Step 6: Re-Review (if revisions were made)
If any findings were applied (artifacts revised), re-run the review to verify consistency:
- Re-execute Steps 2–5 with updated artifacts
- If no new findings, proceed to completion
- If new findings emerge, present for resolution
- Cycle limit: After 2 review cycles, present any remaining findings as informational and proceed. Do not loop indefinitely.
{{#cli}}
Moderator Mode (society-of-thought only)
After re-review completes (or after initial resolution if no revisions were made), if Planning Review Mode is society-of-thought and (Planning Review Interactive is true, or smart with must-fix/should-fix findings remaining), invoke paw-sot a second time for moderator mode — pass the review context type (artifacts), output_dir (.paw/work/<work-id>/reviews/planning/ containing individual REVIEW-{SPECIALIST-NAME}.md files and REVIEW-SYNTHESIS.md), and artifact coordinates.
The paw-sot moderator mode handles specialist summoning, finding challenges, and deeper analysis. See paw-sot skill for interaction patterns. Moderator mode is advisory — specialist engagement informs user understanding but does not trigger additional re-review cycles.
Exit: User says "done", "continue", or "proceed" to exit moderator mode and continue to implementation.
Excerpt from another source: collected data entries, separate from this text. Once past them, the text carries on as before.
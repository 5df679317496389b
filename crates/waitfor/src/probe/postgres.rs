use std::str::FromStr;

use async_trait::async_trait;
use sqlx::postgres::PgConnectOptions;
use sqlx::{ConnectOptions, Connection};
use tokio_util::sync::CancellationToken;

use super::{PING_TIMEOUT, Probe, bounded, ensure_scheme};
use crate::error::{BootstrapError, ProbeError, root_cause};
use crate::target::{Scheme, Target};

const ENGINE: &str = "PostgreSQL";
const DEFAULT_USER: &str = "postgres";

/// PostgreSQL checker. The URL must name a database; query parameters such
/// as `sslmode` are handed to the driver untouched.
#[derive(Debug, Default)]
pub struct PostgresProbe {
    options: Option<PgConnectOptions>,
}

#[async_trait]
impl Probe for PostgresProbe {
    fn scheme(&self) -> Scheme {
        Scheme::Postgres
    }

    fn bootstrap(&mut self, target: &Target) -> Result<(), BootstrapError> {
        ensure_scheme("postgres", target, Scheme::Postgres)?;

        if target.path().trim_start_matches('/').is_empty() {
            return Err(BootstrapError::MissingDatabase);
        }

        let mut options = PgConnectOptions::from_str(target.url().as_str())
            .map_err(|source| BootstrapError::ConnectOptions { engine: ENGINE, source })?
            .disable_statement_logging();
        if target.username().is_none() {
            options = options.username(DEFAULT_USER);
        }

        self.options = Some(options);
        Ok(())
    }

    fn is_bootstrapped(&self) -> bool {
        self.options.is_some()
    }

    async fn ping(&self, cancel: &CancellationToken) -> Result<(), ProbeError> {
        let options = self.options.as_ref().ok_or(ProbeError::NotBootstrapped)?;

        bounded(cancel, PING_TIMEOUT, async {
            let mut conn = options.connect().await.map_err(|e| ProbeError::Connect {
                engine: ENGINE,
                message: root_cause(&e),
            })?;

            let pinged = conn
                .ping()
                .await
                .map_err(|e| ProbeError::Ping { engine: ENGINE, message: root_cause(&e) });
            let _ = conn.close().await;
            pinged
        })
        .await
    }
}
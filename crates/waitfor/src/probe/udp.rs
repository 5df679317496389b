use std::net::{Ipv4Addr, Ipv6Addr, SocketAddr};

use async_trait::async_trait;
use tokio::net::UdpSocket;
use tokio_util::sync::CancellationToken;

use super::{PING_TIMEOUT, Probe, bounded, ensure_no_path, ensure_scheme, resolve};
use crate::error::{BootstrapError, ProbeError};
use crate::target::{IpFamily, Scheme, Target};

/// UDP checker.
///
/// UDP is connectionless, so a successful zero-length write only proves the
/// local stack could route the datagram, not that anything is listening.
#[derive(Debug, Default)]
pub struct UdpProbe {
    address: Option<String>,
    family: Option<IpFamily>,
}

#[async_trait]
impl Probe for UdpProbe {
    fn scheme(&self) -> Scheme {
        Scheme::Udp
    }

    fn bootstrap(&mut self, target: &Target) -> Result<(), BootstrapError> {
        ensure_scheme("udp", target, Scheme::Udp)?;
        ensure_no_path("udp", target)?;

        self.address = Some(target.address());
        self.family = target.family();
        Ok(())
    }

    fn is_bootstrapped(&self) -> bool {
        self.address.is_some()
    }

    async fn ping(&self, cancel: &CancellationToken) -> Result<(), ProbeError> {
        let address = self.address.as_deref().ok_or(ProbeError::NotBootstrapped)?;

        bounded(cancel, PING_TIMEOUT, async {
            let addrs = resolve(address, self.family).await?;
            send_any(address, &addrs).await
        })
        .await
    }
}

/// Try each resolved address in turn until one accepts the datagram
async fn send_any(address: &str, addrs: &[SocketAddr]) -> Result<(), ProbeError> {
    let mut last_err = None;
    for remote in addrs {
        match send_empty(*remote).await {
            Ok(()) => return Ok(()),
            Err(err) => last_err = Some(err),
        }
    }
    Err(last_err.map_or_else(
        || ProbeError::NoAddress { address: address.to_string(), family: "IP" },
        ProbeError::Io,
    ))
}

/// Write a zero-length datagram to `remote`
async fn send_empty(remote: SocketAddr) -> std::io::Result<()> {
    let socket = UdpSocket::bind(unspecified_for(&remote)).await?;
    socket.connect(remote).await?;
    socket.send(&[]).await?;
    Ok(())
}

fn unspecified_for(remote: &SocketAddr) -> SocketAddr {
    match remote {
        SocketAddr::V4(_) => SocketAddr::from((Ipv4Addr::UNSPECIFIED, 0)),
        SocketAddr::V6(_) => SocketAddr::from((Ipv6Addr::UNSPECIFIED, 0)),
    }
}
Skip condition: If Planning Review Interactive is false, or no findings exist, or smart with only consider-tier findings and none qualify as quick wins, skip moderator mode entirely.
{{/cli}}
Step 7: Completion
Report back:
- Total findings count
- Applied / skipped / discussed counts (by artifact target)
- Summary of key revisions made
- Review artifacts location
- Status:
complete (ready for implementation)
Edge cases:
- All findings skipped → Proceed (user's choice respected)
- Planning Docs Review disabled → Skip with status
complete
- All models return no findings → Clean pass, proceed
Review Artifacts
| Mode | Files Created |
|---|
| single-model | REVIEW.md |
| multi-model | REVIEW-{MODEL}.md per model, REVIEW-SYNTHESIS.md |
| society-of-thought | REVIEW-{SPECIALIST-NAME}.md per specialist, REVIEW-{SPECIALIST-NAME}-{PERSPECTIVE}.md (when perspectives active), REVIEW-SYNTHESIS.md (produced by paw-sot) |
Location: .paw/work/<work-id>/reviews/planning/
Covered by parent .gitignore with * pattern in reviews/.